Reproduce word for word the lines between those holding "pub struct FieldError" and "impl<T: Serialize> Paginated<T>", inclusive, and nothing else from the data below.

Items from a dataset
■ ■ ■ ■

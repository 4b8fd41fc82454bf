use axum::response::{IntoResponse, Json, Response};
use serde::{Deserialize, Serialize};

pub const DEFAULT_PAGE_SIZE: i64 = 20;
pub const MAX_PAGE_SIZE: i64 = 100;
/// Highest page whose offset still fits in an `i64` at the largest page size.
pub const MAX_PAGE: i64 = i64::MAX / MAX_PAGE_SIZE;

/// Uniform body: `{success, data?, message?}`. Errors add `errors` in `crate::error`.
#[derive(Debug, Clone, Serialize)]
pub struct ApiResponse<T: Serialize> {
    pub success: bool,
    #[serde(skip_serializing_if = "Option::is_none")]
    pub data: Option<T>,
    #[serde(skip_serializing_if = "Option::is_none")]
    pub message: Option<String>,
}

impl<T: Serialize> ApiResponse<T> {
    pub fn ok(data: T) -> Self {
        Self {
            success: true,
            data: Some(data),
            message: None,
        }
    }

    pub fn with_message(data: T, message: impl Into<String>) -> Self {
        Self {
            success: true,
            data: Some(data),
            message: Some(message.into()),
        }
    }
}

impl ApiResponse<()> {
    pub fn message(message: impl Into<String>) -> Self {
        Self {
            success: true,
            data: None,
            message: Some(message.into()),
        }
    }
}

impl<T: Serialize> IntoResponse for ApiResponse<T> {
    fn into_response(self) -> Response {
        Json(self).into_response()
    }
}

#[derive(Debug, Clone, Serialize, Deserialize, PartialEq, Eq)]
pub struct FieldError {
    pub field: String,
    pub message: String,
}

#[derive(Debug, Clone, Copy, Serialize, Deserialize)]
pub struct Pagination {
    pub page: i64,
    pub limit: i64,
    pub total: i64,
    pub pages: i64,
}

#[derive(Debug, Clone, Serialize)]
pub struct Paginated<T: Serialize> {
    pub items: Vec<T>,
    pub pagination: Pagination,
}

impl<T: Serialize> Paginated<T> {
    pub fn new(items: Vec<T>, page: PageParams, total: i64) -> Self {
        let pages = if total == 0 {
            0
        } else {
            (total + page.limit - 1) / page.limit
        };
        Self {
            items,
            pagination: Pagination {
                page: page.page,
                limit: page.limit,
                total,
                pages,
            },
        }
    }
}

/// Clamped page/limit pair shared by every list endpoint.
#[derive(Debug, Clone, Copy, PartialEq, Eq)]
pub struct PageParams {
    pub page: i64,
    pub limit: i64,
}

impl PageParams {
    pub fn new(page: Option<i64>, limit: Option<i64>) -> Self {
        Self {
            page: page.unwrap_or(1).clamp(1, MAX_PAGE),
            limit: limit.unwrap_or(DEFAULT_PAGE_SIZE).clamp(1, MAX_PAGE_SIZE),
        }
    }

    pub fn offset(&self) -> i64 {
        (self.page - 1).saturating_mul(self.limit)
    }
}
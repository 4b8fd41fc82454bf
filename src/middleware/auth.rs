use axum::{
    async_trait,
    extract::{FromRequestParts, Request, State},
    http::{header, request::Parts, HeaderMap},
    middleware::Next,
    response::Response,
};
use uuid::Uuid;

use crate::{
    error::{Error, Result},
    models::user::UserType,
    utils::token::verify_jwt,
    AppState,
};

pub const TOKEN_COOKIE: &str = "token";

/// Authenticated caller, resolved from the database on every request.
#[derive(Debug, Clone)]
pub struct CurrentUser {
    pub id: Uuid,
    pub email: String,
    pub user_type: UserType,
    pub company_id: Option<Uuid>,
}

impl CurrentUser {
    pub fn is_admin(&self) -> bool {
        self.user_type == UserType::Admin
    }

    pub fn require_role(&self, allowed: &[UserType]) -> Result<()> {
        if allowed.contains(&self.user_type) {
            Ok(())
        } else {
            Err(Error::Forbidden(
                "You do not have permission to perform this action".to_string(),
            ))
        }
    }

    pub fn require_company(&self) -> Result<Uuid> {
        self.company_id
            .ok_or_else(|| Error::BadRequest("Create a company profile first".to_string()))
    }
}

#[async_trait]
impl<S> FromRequestParts<S> for CurrentUser
where
    S: Send + Sync,
{
    type Rejection = Error;

    async fn from_request_parts(parts: &mut Parts, _state: &S) -> Result<Self> {
        parts
            .extensions
            .get::<CurrentUser>()
            .cloned()
            .ok_or_else(|| Error::Unauthorized("Authentication required".to_string()))
    }
}

/// Bearer header first, then the `token` cookie.
pub fn extract_token(headers: &HeaderMap) -> Option<String> {
    if let Some(value) = headers
        .get(header::AUTHORIZATION)
        .and_then(|v| v.to_str().ok())
    {
        if let Some(token) = value.strip_prefix("Bearer ") {
            let token = token.trim();
            if !token.is_empty() {
                return Some(token.to_string());
            }
        }
    }

    headers
        .get_all(header::COOKIE)
        .iter()
        .filter_map(|v| v.to_str().ok())
        .flat_map(|v| v.split(';'))
        .filter_map(|pair| pair.trim().split_once('='))
        .find(|(name, value)| *name == TOKEN_COOKIE && !value.is_empty())
        .map(|(_, value)| value.to_string())
}

pub async fn require_auth(
    State(state): State<AppState>,
    mut req: Request,
    next: Next,
) -> Result<Response> {
    let token = extract_token(req.headers())
        .ok_or_else(|| Error::Unauthorized("Authentication required".to_string()))?;

    let config = crate::config::get_config();
    let claims = verify_jwt(&token, &config.jwt_secret)?;
    let user_id = claims.user_id()?;

    let user = state
        .user_service
        .find_by_id(user_id)
        .await
        .map_err(|e| match e {
            Error::NotFound(_) => Error::Unauthorized("User no longer exists".to_string()),
            other => other,
        })?;
    if !user.is_active {
        tracing::warn!(user_id = %user.id, "blocked account attempted access");
        return Err(Error::Unauthorized("Account is blocked".to_string()));
    }

    req.extensions_mut().insert(CurrentUser {
        id: user.id,
        email: user.email,
        user_type: user.user_type,
        company_id: user.employer_company_id,
    });
    Ok(next.run(req).await)
}

#[cfg(test)]
mod tests {
    use super::*;
    use axum::http::HeaderValue;

    #[test]
    fn bearer_header_wins_over_cookie() {
        let mut headers = HeaderMap::new();
        headers.insert(header::AUTHORIZATION, HeaderValue::from_static("Bearer abc"));
        headers.insert(header::COOKIE, HeaderValue::from_static("token=xyz"));
        assert_eq!(extract_token(&headers).as_deref(), Some("abc"));
    }

    #[test]
    fn cookie_token_is_found_among_others() {
        let mut headers = HeaderMap::new();
        headers.insert(
            header::COOKIE,
            HeaderValue::from_static("theme=dark; token=xyz; lang=en"),
        );
        assert_eq!(extract_token(&headers).as_deref(), Some("xyz"));
    }

    #[test]
    fn missing_or_empty_tokens() {
        let mut headers = HeaderMap::new();
        assert!(extract_token(&headers).is_none());
        headers.insert(header::AUTHORIZATION, HeaderValue::from_static("Basic Zm9v"));
        headers.insert(header::COOKIE, HeaderValue::from_static("token="));
        assert!(extract_token(&headers).is_none());
    }

    #[test]
    fn role_gate() {
        let user = CurrentUser {
            id: Uuid::new_v4(),
            email: "a@b.c".into(),
            user_type: UserType::Candidate,
            company_id: None,
        };
        assert!(user.require_role(&[UserType::Candidate]).is_ok());
        assert!(matches!(
            user.require_role(&[UserType::Employer, UserType::Admin]),
            Err(Error::Forbidden(_))
        ));
        assert!(user.require_company().is_err());
    }
}
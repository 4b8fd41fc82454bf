use axum::{
    extract::State,
    http::{header, StatusCode},
    response::IntoResponse,
};

use crate::{
    config::get_config,
    dto::{
        auth_dto::{AuthResponse, LoginPayload, RegisterPayload, UpdatePasswordPayload},
        envelope::ApiResponse,
    },
    error::Result,
    middleware::auth::{CurrentUser, TOKEN_COOKIE},
    models::user::User,
    utils::validation::ValidatedJson,
    AppState,
};

fn session_cookie(token: &str) -> String {
    let max_age = get_config().jwt_expires_in_hours.max(0) * 3600;
    format!(
        "{}={}; HttpOnly; Path=/; SameSite=Lax; Max-Age={}",
        TOKEN_COOKIE, token, max_age
    )
}

fn expired_cookie() -> String {
    format!("{}=; HttpOnly; Path=/; SameSite=Lax; Max-Age=0", TOKEN_COOKIE)
}

#[utoipa::path(
    post,
    path = "/api/auth/register",
    request_body = RegisterPayload,
    responses(
        (status = 201, description = "Account created, session cookie set", body = AuthResponse),
        (status = 400, description = "Invalid payload or email already registered")
    )
)]
#[axum::debug_handler]
pub async fn register(
    State(state): State<AppState>,
    ValidatedJson(payload): ValidatedJson<RegisterPayload>,
) -> Result<impl IntoResponse> {
    let auth: AuthResponse = state.auth_service.register(payload).await?;
    let cookie = session_cookie(&auth.token);
    Ok((
        StatusCode::CREATED,
        [(header::SET_COOKIE, cookie)],
        ApiResponse::with_message(auth, "Registration successful"),
    ))
}

#[utoipa::path(
    post,
    path = "/api/auth/login",
    request_body = LoginPayload,
    responses(
        (status = 200, description = "Logged in, session cookie set", body = AuthResponse),
        (status = 401, description = "Invalid credentials or blocked account")
    )
)]
#[axum::debug_handler]
pub async fn login(
    State(state): State<AppState>,
    ValidatedJson(payload): ValidatedJson<LoginPayload>,
) -> Result<impl IntoResponse> {
    let auth: AuthResponse = state.auth_service.login(payload).await?;
    let cookie = session_cookie(&auth.token);
    Ok((
        [(header::SET_COOKIE, cookie)],
        ApiResponse::with_message(auth, "Login successful"),
    ))
}

#[utoipa::path(
    post,
    path = "/api/auth/logout",
    responses(
        (status = 200, description = "Session cookie cleared")
    )
)]
#[axum::debug_handler]
pub async fn logout() -> impl IntoResponse {
    (
        [(header::SET_COOKIE, expired_cookie())],
        ApiResponse::message("Logged out"),
    )
}

#[utoipa::path(
    get,
    path = "/api/auth/me",
    responses(
        (status = 200, description = "Current user", body = User),
        (status = 401, description = "Not authenticated")
    )
)]
#[axum::debug_handler]
pub async fn me(State(state): State<AppState>, current: CurrentUser) -> Result<impl IntoResponse> {
    let user: User = state.user_service.find_by_id(current.id).await?;
    Ok(ApiResponse::ok(user))
}

#[utoipa::path(
    patch,
    path = "/api/auth/update-password",
    request_body = UpdatePasswordPayload,
    responses(
        (status = 200, description = "Password changed, fresh session cookie set", body = AuthResponse),
        (status = 400, description = "New password too short"),
        (status = 401, description = "Current password is incorrect")
    )
)]
#[axum::debug_handler]
pub async fn update_password(
    State(state): State<AppState>,
    current: CurrentUser,
    ValidatedJson(payload): ValidatedJson<UpdatePasswordPayload>,
) -> Result<impl IntoResponse> {
    let auth: AuthResponse = state
        .auth_service
        .update_password(current.id, payload)
        .await?;
    let cookie = session_cookie(&auth.token);
    Ok((
        [(header::SET_COOKIE, cookie)],
        ApiResponse::with_message(auth, "Password updated"),
    ))
}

■ ■ ■ ■

## RESULT
pub struct FieldError {
    pub field: String,
    pub message: String,
}

#[derive(Debug, Clone, Copy, Serialize, Deserialize)]
pub struct Pagination {
    pub page: i64,
    pub limit: i64,
    pub total: i64,
    pub pages: i64,
}

#[derive(Debug, Clone, Serialize)]
pub struct Paginated<T: Serialize> {
    pub items: Vec<T>,
    pub pagination: Pagination,
}

impl<T: Serialize> Paginated<T> {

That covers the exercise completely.